REEP2 enhances taste receptor responses to ligands
Given the selective expression of REEP2 in taste cells in both the anterior and posterior taste fields it is plausible that REEP2 might enhance surface expression or functional responses of T1R and/or T2R taste receptors in vivo. As an initial test of this possibility we examined the effect of REEP2 on heterologously expressed T1R and T2R taste receptors. The amino acid sequence inferred from mouse REEP2 cDNA in taste cells was determined and found to be identical to that of GenBank entry AAT70675 (Saito et al., 2004) (supplemental Fig. 3, available at www.jneurosci.org as supplemental material). DNA containing the complete coding sequence of mouse REEP2 was cloned into a mammalian expression vector and transiently expressed in HEK293E cells (which do not express REEP2 endogenously, data not shown). Coexpressing REEP2 with the T1R2+T1R3 sweet receptor markedly improved responses to the sweet compounds glucose and sucralose (Fig. 2A). Similarly dramatic enhancements in responses to bitter compounds were observed in HEK293E cells expressing T2R bitter receptors—phenyl-β-d-glucopyranoside-responsive hT2R16 (Bufe et al., 2002) or saccharin-responsive hT2R44 (Kuhn et al., 2004) (Fig. 2A). Despite this REEP2-dependent enhancement, the specificities of hT2R16 and hT2R44 for their cognate ligands were maintained: no activation was observed when saccharin was applied to hT2R16-expressing cells, or when phenyl-β-d-glucopyranoside was applied to hT2R44-expressing cells (data not shown).

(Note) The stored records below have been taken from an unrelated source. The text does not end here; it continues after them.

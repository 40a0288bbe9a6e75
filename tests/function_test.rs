// Function declaration and invocation through the full stepper

use naz::interpreter::engine::{Interpreter, NoPacing};
use naz::interpreter::errors::{ErrorKind, RuntimeError};
use naz::memory::Mode;
use naz::parser::{FormatError, SourceLocation};

fn run(source: &str) -> (Interpreter, Result<(), RuntimeError>) {
    let mut interpreter = Interpreter::new(source, "fn.naz");
    let result = interpreter.run(&mut NoPacing).map(|_| ());
    (interpreter, result)
}

#[test]
fn test_declare_then_invoke() {
    let (interpreter, result) = run("1x1f2a\n1f1f");
    result.expect("Execution failed");
    assert_eq!(interpreter.register(), 4);
    assert_eq!(interpreter.functions().body(1).map(|body| body.len()), Some(1));
}

#[test]
fn test_invocation_equals_inlining() {
    let (declared, result) = run("1x4f3a2o\n4f4f");
    result.expect("Execution failed");
    let (inlined, result) = run("3a2o3a2o");
    result.expect("Execution failed");

    assert_eq!(declared.register(), inlined.register());
    assert_eq!(declared.output(), inlined.output());
}

#[test]
fn test_redeclaration_appends() {
    let (interpreter, result) = run("1x1f1a\n1x1f2a\n1f");
    result.expect("Execution failed");
    assert_eq!(interpreter.register(), 3);
}

#[test]
fn test_empty_declaration_leaves_slot_undeclared() {
    let (_, result) = run("1x1f\n1f");
    let err = result.expect_err("Execution should fail");
    assert_eq!(err.kind, ErrorKind::UndeclaredFunction(1));
    assert_eq!(err.location, SourceLocation::new(2, 2));
    assert_eq!(err.to_string(), "use of undeclared function");
}

#[test]
fn test_mode_resets_at_line_break() {
    let (_, result) = run("1x\n1f");
    assert_eq!(
        result.expect_err("Execution should fail").kind,
        ErrorKind::UndeclaredFunction(1)
    );
}

#[test]
fn test_mode_switch_takes_effect_mid_line() {
    let (_, result) = run("1x0x3f");
    assert_eq!(
        result.expect_err("Execution should fail").kind,
        ErrorKind::UndeclaredFunction(3)
    );

    let (interpreter, result) = run("0x1x5f9a\n5f");
    result.expect("Execution failed");
    assert_eq!(interpreter.register(), 9);
}

#[test]
fn test_slots_resolve_at_call_time() {
    let (interpreter, result) = run("1x1f2f\n1x2f3a\n1f");
    result.expect("Execution failed");
    assert_eq!(interpreter.register(), 3);
}

#[test]
fn test_recorded_instructions_are_not_executed() {
    let (interpreter, result) = run("1x1f0d1h\n");
    result.expect("Recording never dispatches");
    assert!(!interpreter.is_halted());
    assert_eq!(interpreter.mode(), Mode::Normal);
}

#[test]
fn test_recording_still_validates_shape() {
    let (_, result) = run("1x1f1q");
    assert_eq!(
        result.expect_err("Execution should fail").kind,
        ErrorKind::Format(FormatError::InvalidInstruction)
    );
}

#[test]
fn test_error_inside_function_reported_at_call_site() {
    let (_, result) = run("1x1f0d\n5a1f");
    let err = result.expect_err("Execution should fail");
    assert_eq!(err.kind, ErrorKind::DivisionByZero);
    assert_eq!(err.trace().to_string(), "at fn.naz:2:4");
}

#[test]
fn test_halt_inside_function() {
    let mut interpreter = Interpreter::new("1x0f1a1o1h1a1o\n0f5a", "fn.naz");
    let completion = interpreter.run(&mut NoPacing).expect("Execution failed");

    assert!(completion.halted);
    assert_eq!(completion.output, "1");
    assert_eq!(interpreter.register(), 1);

    let warning = interpreter.diagnostics().last().expect("halt warning");
    assert_eq!(
        warning.trace.as_ref().map(|trace| trace.to_string()),
        Some("at fn.naz:2:2".to_string())
    );
}

#[test]
fn test_halt_in_nested_function_stops_every_level() {
    let (interpreter, result) = run("1x1f1a1h1a\n1x2f1f1f\n2f");
    result.expect("Execution failed");
    assert!(interpreter.is_halted());
    assert_eq!(interpreter.register(), 1);
}

#[test]
fn test_recursion_hits_depth_limit() {
    let (interpreter, result) = run("1x3f3f\n3f");
    let err = result.expect_err("Execution should fail");
    assert_eq!(err.kind, ErrorKind::DepthExceeded);
    assert_eq!(err.location, SourceLocation::new(2, 2));
    assert_eq!(err.to_string(), "maximum function depth exceeded");
    assert_eq!(interpreter.state().depth, 0);
}

#[test]
fn test_function_can_switch_mode_for_its_caller() {
    let (interpreter, result) = run("1x2f1x\n2f3f4a\n3f");
    result.expect("Execution failed");
    assert_eq!(interpreter.register(), 4);
}
//! The accumulator
//!
//! [`Register`] holds the single signed value every arithmetic opcode works on.
//!
//! # Bounds
//!
//! After `a`, `s` and `m` the value must lie in
//! [`REGISTER_MIN`]..=[`REGISTER_MAX`]. The check runs after the mutation, so a
//! failed operation leaves the offending value in place for the error report.
//! `d` and `p` only ever shrink the magnitude and are not checked.

use crate::interpreter::constants::{REGISTER_MAX, REGISTER_MIN};
use crate::interpreter::errors::ErrorKind;

#[derive(Debug, Clone, Copy, Default, PartialEq, Eq)]
pub struct Register(i32);

impl Register {
    pub fn new() -> Self {
        Register(0)
    }

    pub fn value(self) -> i32 {
        self.0
    }

    pub fn add(&mut self, operand: u8) -> Result<(), ErrorKind> {
        self.0 += operand as i32;
        self.check_bounds()
    }

    pub fn sub(&mut self, operand: u8) -> Result<(), ErrorKind> {
        self.0 -= operand as i32;
        self.check_bounds()
    }

    pub fn mul(&mut self, operand: u8) -> Result<(), ErrorKind> {
        self.0 *= operand as i32;
        self.check_bounds()
    }

    /// Floor division
    pub fn div(&mut self, operand: u8) -> Result<(), ErrorKind> {
        if operand == 0 {
            return Err(ErrorKind::DivisionByZero);
        }
        // The divisor is positive, so euclidean division rounds toward -inf.
        self.0 = self.0.div_euclid(operand as i32);
        Ok(())
    }

    /// Remainder with the sign of the register
    pub fn rem(&mut self, operand: u8) -> Result<(), ErrorKind> {
        if operand == 0 {
            return Err(ErrorKind::DivisionByZero);
        }
        self.0 %= operand as i32;
        Ok(())
    }

    fn check_bounds(&self) -> Result<(), ErrorKind> {
        if (REGISTER_MIN..=REGISTER_MAX).contains(&self.0) {
            Ok(())
        } else {
            Err(ErrorKind::RegisterOutOfBounds(self.0))
        }
    }
}

#[cfg(test)]
mod tests {
    use super::*;

    #[test]
    fn test_add_sub_within_bounds() {
        let mut r = Register::new();
        r.add(9).unwrap();
        r.sub(4).unwrap();
        assert_eq!(r.value(), 5);
    }

    #[test]
    fn test_upper_bound_is_inclusive() {
        let mut r = Register(120);
        r.add(7).unwrap();
        assert_eq!(r.value(), 127);
        assert_eq!(r.add(1), Err(ErrorKind::RegisterOutOfBounds(128)));
        assert_eq!(r.value(), 128);
    }

    #[test]
    fn test_lower_bound_is_inclusive() {
        let mut r = Register(-120);
        r.sub(7).unwrap();
        assert_eq!(r.value(), -127);
        assert_eq!(r.sub(1), Err(ErrorKind::RegisterOutOfBounds(-128)));
    }

    #[test]
    fn test_mul_out_of_bounds() {
        let mut r = Register(81);
        assert_eq!(r.mul(9), Err(ErrorKind::RegisterOutOfBounds(729)));
        let mut r = Register(-15);
        assert_eq!(r.mul(9), Err(ErrorKind::RegisterOutOfBounds(-135)));
    }

    #[test]
    fn test_div_floors_toward_negative_infinity() {
        let mut r = Register(7);
        r.div(2).unwrap();
        assert_eq!(r.value(), 3);

        let mut r = Register(-7);
        r.div(2).unwrap();
        assert_eq!(r.value(), -4);
    }

    #[test]
    fn test_rem_keeps_sign_of_dividend() {
        let mut r = Register(-7);
        r.rem(2).unwrap();
        assert_eq!(r.value(), -1);

        let mut r = Register(7);
        r.rem(3).unwrap();
        assert_eq!(r.value(), 1);
    }

    #[test]
    fn test_zero_divisor() {
        let mut r = Register(5);
        assert_eq!(r.div(0), Err(ErrorKind::DivisionByZero));
        assert_eq!(r.rem(0), Err(ErrorKind::DivisionByZero));
        assert_eq!(r.value(), 5);
    }
}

Given the ability of REEP2 to enhance ligand responses of the heterodimeric sweet receptor (a combination of two Family C GPCRs) and of two different bitter receptors (both are Family A GPCRs) it was of interest to determine whether REEP2 would act broadly to enhance ligand responses of other receptors. We coexpressed REEP2 with two different non-taste receptors: 5-HT1AR (a Family A GPCR) and 5-HT3R (a ligand-gated ionotropic calcium channel). REEP2 did not enhance ligand responses of either 5-HT1AR or 5-HT3R (Fig. 2A). Thus, REEP2 is not a general enhancer of all classes of receptors.
To determine whether REEP2 enhances the activity of endogenously expressed taste receptors we turned to GLUTag cells (Drucker et al., 1994), a mouse L type enteroendocrine cell line that naturally expresses several taste signaling elements—including T1R2, T1R3, gustducin and Gγ13—and that releases glucagon-like peptide-1 (GLP-1) in response to sugar or sweetener stimulation of their endogenous sweet taste receptors (Margolskee et al., 2007). We determined that these chemosensory cells endogenously express REEP2 (Fig. 2B), and that transfecting GLUTag cells with REEP2 interfering RNA led to downregulation of REEP2 mRNA and abolished sweetener-stimulated GLP-1 secretion from GLUTag (Fig. 2C,D). Overexpression of REEP2 in transfected GLUTag cells increased their response to sucralose as measured by calcium mobilization, and this response was blocked by the sweet taste receptor inhibitor gurmarin (Fig. 2A) (Margolskee et al., 2007). Thus, endogenously expressed REEP2 enhances the sweetener-responsiveness of endogenously expressed sweet receptors in a chemosensory cell line.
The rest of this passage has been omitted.